The water faucet hissed on, and Kate could hear Sophie splashing her face with water.
“Shit happens,” Angela said, “and then you die. We all make mistakes. Several mistakes in a row, too. It’s like playing a scratch-off lottery ticket. You win the jackpot— or Nickpot, I guess—and you are as surprised as anyone.”
“That’s for sure,” Sophie said, sighing. “Drink too much, sleep with a coworker, then tell another coworker about it. What was I thinking? I shouldn’t have told Kate anything. She talks too much.”
“That’s because she has no life, either,” Angela said. Kate could virtually see her smirk through the stall door, so strong was the twist of her lips on that sharp tone. “And don’t feel bad about Nick and Laura. Their marriage has been doomed for a while now. You’re not the first woman he has taken back to their marriage bed for a one-night-stand. Last year he and Kate slept together. A couple of times, actually. She wanted him to leave Laura. But he wouldn’t do it. She was just another side-piece. Kate told me about it. Several times. Wouldn’t stop crying over him. God, I dreaded those phone calls.”
“She liked him that much?” Sophie said, incredulous. “But why? He wasn’t even good in bed. I’m not even sure I had an orgasm. It was over so quick…”
Kate did not see the snake slithering under the stall’s door, raising its head toward her spread knees. She was staring at her phone instead, but her mind was attending the conversation at the sink.
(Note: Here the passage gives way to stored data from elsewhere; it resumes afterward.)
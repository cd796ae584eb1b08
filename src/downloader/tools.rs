// External tool detection, installation and updates

use serde::{Deserialize, Serialize};
use std::fmt;
use std::process::{Command, Stdio};
use std::str::FromStr;
use tokio::process::Command as TokioCommand;
use tracing::{info, warn};

use super::errors::DownloadError;
use super::extractors::python_command;
use super::utils::find_executable;

#[derive(Debug, Clone, Copy, Serialize, Deserialize, PartialEq, Eq)]
pub enum ToolType {
    YtDlp,
    /// The `yt_dlp` Python module
    YtDlpModule,
    Ffmpeg,
    Ffprobe,
    Aria2,
}

impl ToolType {
    pub const ALL: [ToolType; 5] = [
        ToolType::YtDlp,
        ToolType::YtDlpModule,
        ToolType::Ffmpeg,
        ToolType::Ffprobe,
        ToolType::Aria2,
    ];

    pub fn as_str(&self) -> &'static str {
        match self {
            ToolType::YtDlp => "yt-dlp",
            ToolType::YtDlpModule => "yt_dlp (python)",
            ToolType::Ffmpeg => "ffmpeg",
            ToolType::Ffprobe => "ffprobe",
            ToolType::Aria2 => "aria2c",
        }
    }

    /// Package that provides the tool
    fn package(&self) -> &'static str {
        match self {
            ToolType::YtDlp | ToolType::YtDlpModule => "yt-dlp",
            ToolType::Ffmpeg | ToolType::Ffprobe => "ffmpeg",
            ToolType::Aria2 => "aria2",
        }
    }

    fn version_arg(&self) -> &'static str {
        match self {
            ToolType::Ffmpeg | ToolType::Ffprobe => "-version",
            _ => "--version",
        }
    }
}

impl fmt::Display for ToolType {
    fn fmt(&self, f: &mut fmt::Formatter<'_>) -> fmt::Result {
        f.write_str(self.as_str())
    }
}

impl FromStr for ToolType {
    type Err = String;

    fn from_str(s: &str) -> Result<Self, Self::Err> {
        match s.trim().to_lowercase().as_str() {
            "yt-dlp" | "ytdlp" => Ok(ToolType::YtDlp),
            "yt_dlp" | "python" => Ok(ToolType::YtDlpModule),
            "ffmpeg" => Ok(ToolType::Ffmpeg),
            "ffprobe" => Ok(ToolType::Ffprobe),
            "aria2" | "aria2c" => Ok(ToolType::Aria2),
            other => Err(format!("Unknown tool type '{}'", other)),
        }
    }
}

#[derive(Debug, Clone, Serialize, Deserialize)]
pub struct ToolInfo {
    pub name: String,
    pub tool_type: ToolType,
    pub version: Option<String>,
    pub path: Option<String>,
    pub is_available: bool,
}

/// Host operating system, as far as installation is concerned
#[derive(Debug, Clone, Copy, PartialEq, Eq)]
pub enum Os {
    MacOs,
    Linux,
    Windows,
    Other,
}

impl Os {
    pub fn current() -> Self {
        match std::env::consts::OS {
            "macos" => Os::MacOs,
            "linux" => Os::Linux,
            "windows" => Os::Windows,
            _ => Os::Other,
        }
    }
}

#[derive(Debug, Clone, PartialEq, Eq)]
pub struct InstallCommand {
    pub program: String,
    pub args: Vec<String>,
}

impl InstallCommand {
    fn new(program: &str, args: &[&str]) -> Self {
        Self {
            program: program.to_string(),
            args: args.iter().map(|a| a.to_string()).collect(),
        }
    }
}

impl fmt::Display for InstallCommand {
    fn fmt(&self, f: &mut fmt::Formatter<'_>) -> fmt::Result {
        write!(f, "{} {}", self.program, self.args.join(" "))
    }
}

/// How a tool gets installed on this machine
#[derive(Debug, Clone, PartialEq, Eq)]
pub enum InstallPlan {
    /// Run these in order
    Commands(Vec<InstallCommand>),
    /// Nothing we can run; show the user these instructions
    Manual(String),
}

/// Work out the install (or upgrade) commands for `tool`.
///
/// `has_command` reports whether a package manager is on PATH.
pub fn install_plan(
    tool: ToolType,
    os: Os,
    has_command: impl Fn(&str) -> bool,
    upgrade: bool,
) -> InstallPlan {
    let package = tool.package();

    if package == "yt-dlp" {
        return InstallPlan::Commands(vec![InstallCommand::new(
            &python_command(),
            &["-m", "pip", "install", "--upgrade", "yt-dlp"],
        )]);
    }

    match os {
        Os::MacOs if has_command("brew") => InstallPlan::Commands(vec![InstallCommand::new(
            "brew",
            &[if upgrade { "upgrade" } else { "install" }, package],
        )]),
        Os::MacOs => InstallPlan::Manual(format!(
            "Install Homebrew (https://brew.sh), then run: brew install {}",
            package
        )),
        Os::Linux if has_command("apt") => InstallPlan::Commands(vec![
            InstallCommand::new("sudo", &["apt", "update"]),
            InstallCommand::new("sudo", &["apt", "install", "-y", package]),
        ]),
        Os::Linux if has_command("yum") => InstallPlan::Commands(vec![InstallCommand::new(
            "sudo",
            &["yum", if upgrade { "update" } else { "install" }, "-y", package],
        )]),
        Os::Linux if has_command("pacman") => InstallPlan::Commands(vec![InstallCommand::new(
            "sudo",
            &["pacman", "-S", "--noconfirm", package],
        )]),
        Os::Windows => InstallPlan::Manual(match tool {
            ToolType::Aria2 => {
                "Download aria2 from https://github.com/aria2/aria2/releases and add aria2c.exe to PATH"
                    .to_string()
            }
            _ => "Download ffmpeg from https://ffmpeg.org/download.html and add its bin folder to PATH"
                .to_string(),
        }),
        _ => InstallPlan::Manual(format!(
            "No supported package manager found. Install {} with your system's package manager.",
            package
        )),
    }
}

/// Pull the version number out of a tool's version banner
fn parse_version(tool: ToolType, stdout: &str) -> Option<String> {
    let first = stdout.lines().map(str::trim).find(|l| !l.is_empty())?;
    match tool {
        ToolType::YtDlp | ToolType::YtDlpModule => Some(first.to_string()),
        // "ffmpeg version 6.1.1 Copyright ..." / "aria2 version 1.37.0"
        _ => {
            let mut words = first.split_whitespace();
            words
                .by_ref()
                .find(|w| *w == "version")
                .and_then(|_| words.next())
                .map(str::to_string)
                .or_else(|| Some(first.to_string()))
        }
    }
}

pub struct ToolManager;

impl ToolManager {
    pub fn new() -> Self {
        Self
    }

    pub fn get_tool_info(&self, tool_type: ToolType) -> ToolInfo {
        let (path, version) = self.detect_tool(tool_type);

        ToolInfo {
            name: tool_type.as_str().to_string(),
            tool_type,
            version,
            is_available: path.is_some(),
            path,
        }
    }

    pub fn get_all_tools(&self) -> Vec<ToolInfo> {
        ToolType::ALL
            .iter()
            .map(|tool| self.get_tool_info(*tool))
            .collect()
    }

    pub fn is_installed(&self, tool_type: ToolType) -> bool {
        self.detect_tool(tool_type).0.is_some()
    }

    fn detect_tool(&self, tool_type: ToolType) -> (Option<String>, Option<String>) {
        if tool_type == ToolType::YtDlpModule {
            let python = python_command();
            let output = Command::new(&python)
                .args(["-c", "import yt_dlp.version; print(yt_dlp.version.__version__)"])
                .stderr(Stdio::null())
                .output();
            return match output {
                Ok(out) if out.status.success() => (
                    Some(python),
                    parse_version(tool_type, &String::from_utf8_lossy(&out.stdout)),
                ),
                _ => (None, None),
            };
        }

        match find_executable(tool_type.as_str()) {
            Some(path) => {
                let version = self.get_version(&path.to_string_lossy(), tool_type);
                (Some(path.to_string_lossy().to_string()), version)
            }
            None => (None, None),
        }
    }

    fn get_version(&self, path: &str, tool_type: ToolType) -> Option<String> {
        match Command::new(path).arg(tool_type.version_arg()).output() {
            Ok(output) if output.status.success() => {
                parse_version(tool_type, &String::from_utf8_lossy(&output.stdout))
            }
            _ => None,
        }
    }

    /// Install `tool` with the platform's package manager
    pub async fn install(&self, tool: ToolType) -> Result<(), DownloadError> {
        self.run_plan(tool, false).await
    }

    /// Upgrade `tool` to the latest release
    pub async fn update(&self, tool: ToolType) -> Result<(), DownloadError> {
        self.run_plan(tool, true).await
    }

    async fn run_plan(&self, tool: ToolType, upgrade: bool) -> Result<(), DownloadError> {
        let plan = install_plan(tool, Os::current(), |cmd| find_executable(cmd).is_some(), upgrade);

        let commands = match plan {
            InstallPlan::Commands(commands) => commands,
            InstallPlan::Manual(instructions) => {
                warn!("[Tools] Cannot install {} automatically", tool);
                return Err(DownloadError::ToolNotFound(instructions));
            }
        };

        for command in commands {
            info!("[Tools] Running: {}", command);
            let status = TokioCommand::new(&command.program)
                .args(&command.args)
                .status()
                .await
                .map_err(|e| DownloadError::Execution(format!("Failed to run {}: {}", command, e)))?;

            if !status.success() {
                return Err(DownloadError::Execution(format!(
                    "'{}' exited with {}",
                    command, status
                )));
            }
        }

        info!("[Tools] {} {}", tool, if upgrade { "updated" } else { "installed" });
        Ok(())
    }
}

impl Default for ToolManager {
    fn default() -> Self {
        Self::new()
    }
}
“Who knows why?” Angela said. “Kate’s always wanted what other people had, even if it wasn’t that good. Or maybe she hates Nick just like she hates herself and wants the both of them to be miserable together.” Angela tittered like a snake would if it could. “Whatever the reason, Kate is super-jealous of him and whoever he is with; whether it is Laura or some other girl on the side. She didn’t get over him as well as you have.”
“That’s just…sad,” Sophie said.
“That’s not even the worst part,” Angela said. “Afterward she was so upset that she tried to make Nick jealous. She went and got blackout-drunk at a bar and woke up with some guy. He never even told her his name. He left shortly after they had both woken up, but he left a gift for her to remember their romantic evening.”
Angela paused for a long time, and in the meantime Kate felt like she was falling down into the depths of the earth. Things swarmed over her in that terrible darkness.
“Kate has HIV.”
Sophie’s sharp intake of breath was a hiss, and Kate flinched painfully at the revelation. The snake speared itself into her womanhood and slithered its way into her womb.
“Kate has HIV?” Sophie said, aghast. “But she seems so healthy.”
“She’s on really expensive drugs to manage it,” Angela said. “She’s actually running out of money. I gave her a loan myself to help pay for her rent.” Angela tittered again. “It would be a shame if everyone at the firm found out about that, wouldn’t it? But then again, it might be divine comeuppance, too. She’s always been a busybody. Ever since college. Probably ever since she learned to talk. She doesn’t know how to keep her mouth shut.”
The restroom door opened and the two women left. Kate sat in the stall, stewing in her own venom. Bitterly she stared at nothing, her cell phone loosely gripped in her limp hand. Deep within her, the snake coiled in upon itself, constricting itself into a knot of self-loathing and hatred and despair. It was a two-headed snake and it entwined itself balefully, each end trying to eat the other in an interminable struggle. She wished she had never spoken it into existence.